Microevolution and Macroevolution

The simplest definition of evolution is genetic change within populations. Every population undergoes change in the frequencies of gene variants known as alleles (think ‘short’ vs. “tall” pea plants from Mendel’s experiments that you studied in high school biology). The frequencies can change due to several well known, observed factors:

1. Natural Selection—if an allele enables individuals that possess it to have more offspring on average than individuals possessing other variants of the same gene, it will become more common in the population, at the expense of the other variants.

2. Mutation—mutations feed new alleles into the population all of the time.

3. Chance (also known as ‘genetic drift’)—some alleles never make it into sperm or eggs by chance. Some (actually MOST) sperm never fertilize eggs. Some individuals carrying certain alleles never find mates, or die young by accident. These chance elements can cause allele frequencies to fluctuate over time, especially in very small populations.

4. Emigration/Immigration—individuals entering or leaving a population take/bring their alleles with them, changing the total frequencies of the populations involved.

This kind of change is what most people consider “microevolution”, because it generates relatively little overall phenotypic change in the population, and is limited to the level of the species. The kinds of change reflected in differences between organisms in higher taxonomic categories such as genera (plural for “genus”), families, orders, etc., is usually referred to as “macroevolution”, or evolution above the species level. This distinction has led many to erroneously assume microevolution and macroevolution are two completely separate processes. In reality, microevolutionary processes are behind the origination of the higher taxonomic categories.
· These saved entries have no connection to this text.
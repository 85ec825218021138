use crate::{DepTreeError, Result};
use depwarden_http::{HttpClient, HttpConfig};
use depwarden_lock::FileLock;
use depwarden_protocol::Credentials;
use sha2::{Digest, Sha256};
use std::fs;
use std::io::Write;
use std::path::{Path, PathBuf};

const CACHE_LOCK_DIR: &str = ".locks";
const CHECKSUM_SUFFIX: &str = ".sha256";

/// A resolver plugin published as a jar on the releases repository.
#[derive(Debug, Clone, Copy, PartialEq, Eq)]
pub struct Plugin {
    pub group_path: &'static str,
    pub artifact: &'static str,
    pub version: &'static str,
}

pub const MAVEN_DEP_TREE: Plugin = Plugin {
    group_path: "com/jfrog",
    artifact: "maven-dep-tree",
    version: "1.0.0",
};

pub const GRADLE_DEP_TREE: Plugin = Plugin {
    group_path: "com/jfrog",
    artifact: "gradle-dep-tree",
    version: "2.2.0",
};

impl Plugin {
    pub fn file_name(&self) -> String {
        format!("{}-{}.jar", self.artifact, self.version)
    }

    pub fn cache_path(&self, dependencies_dir: &Path) -> PathBuf {
        dependencies_dir
            .join(self.artifact)
            .join(self.version)
            .join(self.file_name())
    }

    pub fn download_url(&self, releases_url: &str) -> String {
        format!(
            "{}/{}/{}/{}/{}",
            releases_url.trim_end_matches('/'),
            self.group_path,
            self.artifact,
            self.version,
            self.file_name()
        )
    }

    /// Maven goal prefix, `group:artifact:version`.
    pub fn coordinates(&self) -> String {
        format!(
            "{}:{}:{}",
            self.group_path.replace('/', "."),
            self.artifact,
            self.version
        )
    }
}

/// Returns the cached jar of `plugin`, downloading it first when the cache
/// is empty or fails its checksum. The cache directory is locked meanwhile.
pub async fn ensure_plugin(
    plugin: Plugin,
    dependencies_dir: &Path,
    releases_url: &str,
) -> Result<PathBuf> {
    fs::create_dir_all(dependencies_dir)?;
    let lock = FileLock::acquire_async(dependencies_dir.join(CACHE_LOCK_DIR)).await?;
    let target = plugin.cache_path(dependencies_dir);

    if is_cached(&target)? {
        log::debug!("Using cached {}", target.display());
        lock.release()?;
        return Ok(target);
    }

    let url = plugin.download_url(releases_url);
    log::info!("Downloading {} from {url}", plugin.file_name());
    let client = HttpClient::new(Credentials::Anonymous, HttpConfig::default())?;
    let response = client.get(&url).await?;
    if !response.is_success() {
        return Err(DepTreeError::Other(format!(
            "Download failed: GET {url} answered {}",
            response.status
        )));
    }
    store(&target, &response.body)?;
    lock.release()?;
    Ok(target)
}

fn is_cached(target: &Path) -> Result<bool> {
    let checksum_path = checksum_path(target);
    if !target.is_file() || !checksum_path.is_file() {
        return Ok(false);
    }
    let expected = fs::read_to_string(&checksum_path)?;
    let actual = hex::encode(Sha256::digest(fs::read(target)?));
    if actual != expected.trim().to_ascii_lowercase() {
        log::warn!("Cached {} failed its checksum; downloading again", target.display());
        return Ok(false);
    }
    Ok(true)
}

fn store(target: &Path, bytes: &[u8]) -> Result<()> {
    let dir = target
        .parent()
        .ok_or_else(|| DepTreeError::Other(format!("no parent for {}", target.display())))?;
    fs::create_dir_all(dir)?;
    let mut staged = tempfile::NamedTempFile::new_in(dir)?;
    staged.write_all(bytes)?;
    staged.flush()?;
    staged
        .persist(target)
        .map_err(|err| DepTreeError::IoError(err.error))?;
    fs::write(checksum_path(target), hex::encode(Sha256::digest(bytes)))?;
    Ok(())
}

fn checksum_path(target: &Path) -> PathBuf {
    let mut name = target
        .file_name()
        .map(|name| name.to_os_string())
        .unwrap_or_default();
    name.push(CHECKSUM_SUFFIX);
    target.with_file_name(name)
}

/// Seeds the cache with `bytes`, as a finished download would.
#[cfg(test)]
pub(crate) fn seed_cache(plugin: Plugin, dependencies_dir: &Path, bytes: &[u8]) -> PathBuf {
    let target = plugin.cache_path(dependencies_dir);
    store(&target, bytes).expect("seed plugin cache");
    target
}
use crate::{DepTreeError, Result};
use async_trait::async_trait;
use std::fmt;
use std::path::{Path, PathBuf};

/// Resolver output kept in error messages is cut to this many bytes.
const MAX_REPORTED_OUTPUT: usize = 8 * 1024;

/// One resolver invocation.
#[derive(Debug, Clone, PartialEq, Eq)]
pub struct CommandSpec {
    pub program: String,
    pub args: Vec<String>,
    pub cwd: PathBuf,
    pub env: Vec<(String, String)>,
    /// Argument values masked when the command line is logged.
    pub secrets: Vec<String>,
}

impl CommandSpec {
    pub fn new(program: impl Into<String>, cwd: impl AsRef<Path>) -> Self {
        Self {
            program: program.into(),
            args: Vec::new(),
            cwd: cwd.as_ref().to_path_buf(),
            env: Vec::new(),
            secrets: Vec::new(),
        }
    }

    pub fn with_program(mut self, program: impl Into<String>) -> Self {
        self.program = program.into();
        self
    }

    pub fn arg(mut self, arg: impl Into<String>) -> Self {
        self.args.push(arg.into());
        self
    }

    pub fn args<I, S>(mut self, args: I) -> Self
    where
        I: IntoIterator<Item = S>,
        S: Into<String>,
    {
        self.args.extend(args.into_iter().map(Into::into));
        self
    }

    pub fn env(mut self, key: impl Into<String>, value: impl Into<String>) -> Self {
        self.env.push((key.into(), value.into()));
        self
    }

    pub fn secret(mut self, value: impl Into<String>) -> Self {
        let value = value.into();
        if !value.is_empty() {
            self.secrets.push(value);
        }
        self
    }

    /// Command line with secrets masked.
    pub fn display(&self) -> String {
        let mut line = self.program.clone();
        for arg in &self.args {
            line.push(' ');
            line.push_str(&self.mask(arg));
        }
        line
    }

    fn mask(&self, text: &str) -> String {
        self.secrets
            .iter()
            .fold(text.to_string(), |acc, secret| acc.replace(secret, "***"))
    }
}

impl fmt::Display for CommandSpec {
    fn fmt(&self, f: &mut fmt::Formatter<'_>) -> fmt::Result {
        f.write_str(&self.display())
    }
}

#[derive(Debug, Clone, Default, PartialEq, Eq)]
pub struct CommandOutput {
    /// `None` when the process was killed by a signal.
    pub status: Option<i32>,
    pub stdout: String,
    pub stderr: String,
}

impl CommandOutput {
    pub fn success(stdout: impl Into<String>) -> Self {
        Self {
            status: Some(0),
            stdout: stdout.into(),
            stderr: String::new(),
        }
    }

    pub fn failure(status: i32, stderr: impl Into<String>) -> Self {
        Self {
            status: Some(status),
            stdout: String::new(),
            stderr: stderr.into(),
        }
    }

    pub fn is_success(&self) -> bool {
        self.status == Some(0)
    }

    pub fn combined(&self) -> String {
        match (self.stdout.trim().is_empty(), self.stderr.trim().is_empty()) {
            (false, false) => format!("{}\n{}", self.stdout.trim_end(), self.stderr.trim_end()),
            (false, true) => self.stdout.trim_end().to_string(),
            (true, _) => self.stderr.trim_end().to_string(),
        }
    }

    pub fn code_label(&self) -> String {
        match self.status {
            Some(code) => format!("exit code {code}"),
            None => "a signal".to_string(),
        }
    }

    /// The error reported when this output cannot be recovered.
    pub fn into_error(self, spec: &CommandSpec) -> DepTreeError {
        let mut output = spec.mask(&self.combined());
        if output.len() > MAX_REPORTED_OUTPUT {
            let mut cut = MAX_REPORTED_OUTPUT;
            while !output.is_char_boundary(cut) {
                cut -= 1;
            }
            output.truncate(cut);
            output.push_str("\n...");
        }
        DepTreeError::ResolverFailed {
            program: spec.program.clone(),
            code: self.code_label(),
            output,
        }
    }
}

/// Seam between adapters and the operating system.
#[async_trait]
pub trait CommandRunner: Send + Sync {
    async fn run(&self, spec: &CommandSpec) -> Result<CommandOutput>;
}

/// Runs commands as child processes. No timeout is enforced.
#[derive(Debug, Clone, Copy, Default)]
pub struct ProcessRunner;

#[async_trait]
impl CommandRunner for ProcessRunner {
    async fn run(&self, spec: &CommandSpec) -> Result<CommandOutput> {
        log::debug!("Running {} (cwd {})", spec, spec.cwd.display());
        let mut command = tokio::process::Command::new(&spec.program);
        command
            .args(&spec.args)
            .current_dir(&spec.cwd)
            .stdin(std::process::Stdio::null());
        for (key, value) in &spec.env {
            command.env(key, value);
        }
        let output = command
            .output()
            .await
            .map_err(|err| DepTreeError::ToolNotFound {
                program: spec.program.clone(),
                reason: err.to_string(),
            })?;
        Ok(CommandOutput {
            status: output.status.code(),
            stdout: String::from_utf8_lossy(&output.stdout).into_owned(),
            stderr: String::from_utf8_lossy(&output.stderr).into_owned(),
        })
    }
}

/// Runs `spec` and fails unless it exits with zero.
pub(crate) async fn run_checked(
    runner: &dyn CommandRunner,
    spec: &CommandSpec,
) -> Result<CommandOutput> {
    let output = runner.run(spec).await?;
    if output.is_success() {
        Ok(output)
    } else {
        log::warn!("{} failed with {}", spec.program, output.code_label());
        Err(output.into_error(spec))
    }
}
use crate::params::DepTreeParams;
use crate::result::DependencyTrees;
use crate::runner::CommandRunner;
use crate::state::AdapterRun;
use crate::{go, java, npm, nuget, python, yarn, DepTreeError, Result};
use depwarden_protocol::Technology;

/// Resolves the dependency trees of the project in `params.working_dir`.
///
/// Every call walks one adapter run; its history is logged at debug once the
/// run is over, successful or not.
pub async fn build_dependency_tree(
    technology: Technology,
    params: &DepTreeParams,
    runner: &dyn CommandRunner,
) -> Result<DependencyTrees> {
    log::info!(
        "Calculating {technology} dependencies in {}",
        params.working_dir.display()
    );
    let mut run = AdapterRun::start(technology);
    let result = dispatch(technology, params, runner, &mut run).await;
    run.finish(&result);
    log::debug!(
        "{technology}: {}",
        run.history()
            .iter()
            .map(|state| state.as_str())
            .collect::<Vec<_>>()
            .join(" -> ")
    );
    match &result {
        Ok(trees) => {
            if let Some(err) = &trees.resolver_error {
                log::warn!("{technology}: kept a partial dependency tree after {err}");
            }
            log::info!(
                "{technology}: {} tree(s), {} unique dependencies",
                trees.trees.len(),
                trees.unique.len()
            );
        }
        Err(err) => log::debug!("{technology}: {err}"),
    }
    result
}

async fn dispatch(
    technology: Technology,
    params: &DepTreeParams,
    runner: &dyn CommandRunner,
    run: &mut AdapterRun,
) -> Result<DependencyTrees> {
    match technology {
        Technology::Maven => java::maven::build(params, runner, run).await,
        Technology::Gradle => java::gradle::build(params, runner, run).await,
        Technology::Npm => npm::build(params, runner, run).await,
        Technology::Yarn => yarn::build(params, runner, run).await,
        Technology::Go => go::build(params, runner, run).await,
        Technology::Pip | Technology::Pipenv | Technology::Poetry => {
            python::build(technology, params, runner, run).await
        }
        Technology::Nuget => nuget::build(params, runner, run).await,
        Technology::Docker => Err(DepTreeError::Unsupported(technology)),
    }
}
use petgraph::algo::is_cyclic_directed;
use petgraph::graph::{DiGraph, NodeIndex};
use petgraph::visit::EdgeRef;
use std::collections::{BTreeSet, HashMap};

/// Resolver output for one module: every id with its type tags and ordered
/// children.
#[derive(Debug, Clone, PartialEq, Eq)]
pub struct DepNode {
    pub id: String,
    pub types: BTreeSet<String>,
}

/// Dependency graph keyed by canonical id.
///
/// Children keep insertion order and a child appears at most once per
/// parent. Cycles are allowed here; [`crate::build_tree`] cuts them.
#[derive(Debug, Clone, Default)]
pub struct DependencyGraph {
    graph: DiGraph<DepNode, ()>,
    index: HashMap<String, NodeIndex>,
}

impl DependencyGraph {
    pub fn new() -> Self {
        Self::default()
    }

    pub fn len(&self) -> usize {
        self.graph.node_count()
    }

    pub fn is_empty(&self) -> bool {
        self.graph.node_count() == 0
    }

    pub fn contains(&self, id: &str) -> bool {
        self.index.contains_key(id)
    }

    /// Returns the node for `id`, inserting it when missing.
    pub fn add_node(&mut self, id: &str) -> NodeIndex {
        if let Some(&idx) = self.index.get(id) {
            return idx;
        }
        let idx = self.graph.add_node(DepNode {
            id: id.to_string(),
            types: BTreeSet::new(),
        });
        self.index.insert(id.to_string(), idx);
        idx
    }

    pub fn add_types<I, S>(&mut self, id: &str, types: I)
    where
        I: IntoIterator<Item = S>,
        S: Into<String>,
    {
        let idx = self.add_node(id);
        self.graph[idx].types.extend(types.into_iter().map(Into::into));
    }

    /// Adds `parent → child`; duplicates and self-edges are ignored.
    pub fn add_dependency(&mut self, parent: &str, child: &str) {
        let from = self.add_node(parent);
        let to = self.add_node(child);
        if from == to || self.graph.contains_edge(from, to) {
            return;
        }
        self.graph.add_edge(from, to, ());
    }

    /// The stored copy of `id`, borrowed from the graph.
    pub fn id_ref(&self, id: &str) -> Option<&str> {
        self.index.get_key_value(id).map(|(key, _)| key.as_str())
    }

    pub fn types(&self, id: &str) -> Option<&BTreeSet<String>> {
        self.index.get(id).map(|&idx| &self.graph[idx].types)
    }

    /// Children of `id` in the order they were added.
    pub fn children(&self, id: &str) -> Vec<&str> {
        let Some(&idx) = self.index.get(id) else {
            return Vec::new();
        };
        let mut edges: Vec<_> = self
            .graph
            .edges(idx)
            .map(|edge| (edge.id().index(), edge.target()))
            .collect();
        edges.sort_unstable_by_key(|(order, _)| *order);
        edges
            .into_iter()
            .map(|(_, target)| self.graph[target].id.as_str())
            .collect()
    }

    pub fn node_ids(&self) -> impl Iterator<Item = &str> {
        self.graph.node_weights().map(|node| node.id.as_str())
    }

    pub fn has_cycle(&self) -> bool {
        is_cyclic_directed(&self.graph)
    }

    /// Drops every node tagged only with `tag` (and the edges touching it).
    /// The root is never removed.
    pub fn without_only_tagged(&self, tag: &str, root: &str) -> DependencyGraph {
        let keep = |node: &DepNode| {
            node.id == root || !(node.types.len() == 1 && node.types.contains(tag))
        };
        let mut filtered = DependencyGraph::new();
        for node in self.graph.node_weights().filter(|node| keep(node)) {
            filtered.add_types(&node.id, node.types.iter().cloned());
        }
        for node in self.graph.node_weights().filter(|node| keep(node)) {
            for child in self.children(&node.id) {
                if filtered.contains(child) {
                    filtered.add_dependency(&node.id, child);
                }
            }
        }
        filtered
    }
}

#[cfg(test)]
mod tests {
    use super::*;

    #[test]
    fn children_keep_insertion_order_without_duplicates() {
        let mut graph = DependencyGraph::new();
        graph.add_dependency("root", "c");
        graph.add_dependency("root", "a");
        graph.add_dependency("root", "c");
        graph.add_dependency("root", "b");
        graph.add_dependency("root", "root");
        assert_eq!(graph.children("root"), vec!["c", "a", "b"]);
        assert_eq!(graph.len(), 4);
    }

    #[test]
    fn types_accumulate() {
        let mut graph = DependencyGraph::new();
        graph.add_types("a", ["compile"]);
        graph.add_types("a", ["test", "compile"]);
        let types: Vec<_> = graph.types("a").expect("node").iter().cloned().collect();
        assert_eq!(types, vec!["compile".to_string(), "test".to_string()]);
    }

    #[test]
    fn detects_cycles() {
        let mut graph = DependencyGraph::new();
        graph.add_dependency("a", "b");
        assert!(!graph.has_cycle());
        graph.add_dependency("b", "a");
        assert!(graph.has_cycle());
    }

    #[test]
    fn test_only_nodes_are_filtered() {
        let mut graph = DependencyGraph::new();
        graph.add_dependency("root", "lib");
        graph.add_dependency("root", "junit");
        graph.add_dependency("junit", "hamcrest");
        graph.add_types("lib", ["compile"]);
        graph.add_types("junit", ["test"]);
        graph.add_types("hamcrest", ["test", "compile"]);
        let filtered = graph.without_only_tagged("test", "root");
        assert_eq!(filtered.children("root"), vec!["lib"]);
        assert!(filtered.contains("hamcrest"));
        assert!(!filtered.contains("junit"));
    }
}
Consider a population of a species of organisms, say fruit flies. As long as the flies within that population can mate easily with any other fly, the individuals will remain more or less alike genetically. Mutations or other kinds of variation will circulate throughout the population freely. But what happens if a subgroup is prevented from mating with flies in the main group? For example, what if the subgroup was carried away by a severe storm and deposited on an island? Now if any new mutations or variations arise in the subgroup, they can no longer be shared with the main group, and vice versa. The inevitable result will be that the two populations will diverge genetically—their gene pools will become progressively more and more different. They may even become so different that they cannot interbreed, at which point the subgroup may now be considered a new species. The isolation and differentiation of subgroups from parent populations is part of an ongoing process known as speciation, or the creation of new species. As speciation continues, the two species become founders of new “lineages”, with more new species branching off of each. If one graphs out this speciation process, one sees what Darwin sketched in the only illustration in The Origin of Species: a structure resembling a tree with many branches (lineages) and twigs (species) on the branches. Branches/lineages near the top of the tree are more recent than ones on branches at the bottom. In addition (and this is important), clusters of twigs/species on a particular branch are more closely related to each other than to species on other branches—they will also tend to resemble each other more, and branches that are close together on the trunk are more closely related than those further up or down the tree.

All of the above is the result of purely microevolutionary processes, genetic change (after reproductive isolation) within the populations. However, looking at the tree after a considerable amount of time, and without pruning any branches and twigs, one can begin to see some “macroevolutionary” patterns: lineages that are far apart on the tree will look less and less alike than those closer together. Since distance represents time, one can say the longer lineages have been apart, the more different from each other they will be. The combination of reproductive isolation from other lineages and the accumulation of genetic differences over time can be expected to produce dramatic differences. But here is an interesting thing: if no branches and twigs are pruned, it can be very difficult to decide how to classify the types of organisms—there will be many gradations (‘transitionals’), a sort of fuzzy continuum. A biologist trying to classify all of the organisms would have a very hard time. A question then arises: why does life on earth today appears to have so many clear discontinuities, enabling scientists like Linnaeus to construct a classification system without going (too) insane? Does that mean microevolution cannot explain the macroevolutionary discontinuities, since we do not see all of these theoretical transitional organisms? The answer is ‘no’, because in nature the tree gets pruned by the process of natural selection and extinction. Darwin’s theory states that natural selection will eliminate species which cannot adapt to the environment. In fact, the vast majority of species which have ever existed are extinct: what Linnaeus was looking at are those lineages which are very recent, or older lineages that have proved very successful over long periods of time. As a result, we see a patchy and discontinuous array of organisms that can be classified into higher taxonomic groups because the pesky transitionals which would have made the process almost impossible are extinct. In other words, microevolutionary processes, coupled with natural selection, can explain macroevolutionary differences among organisms on Earth.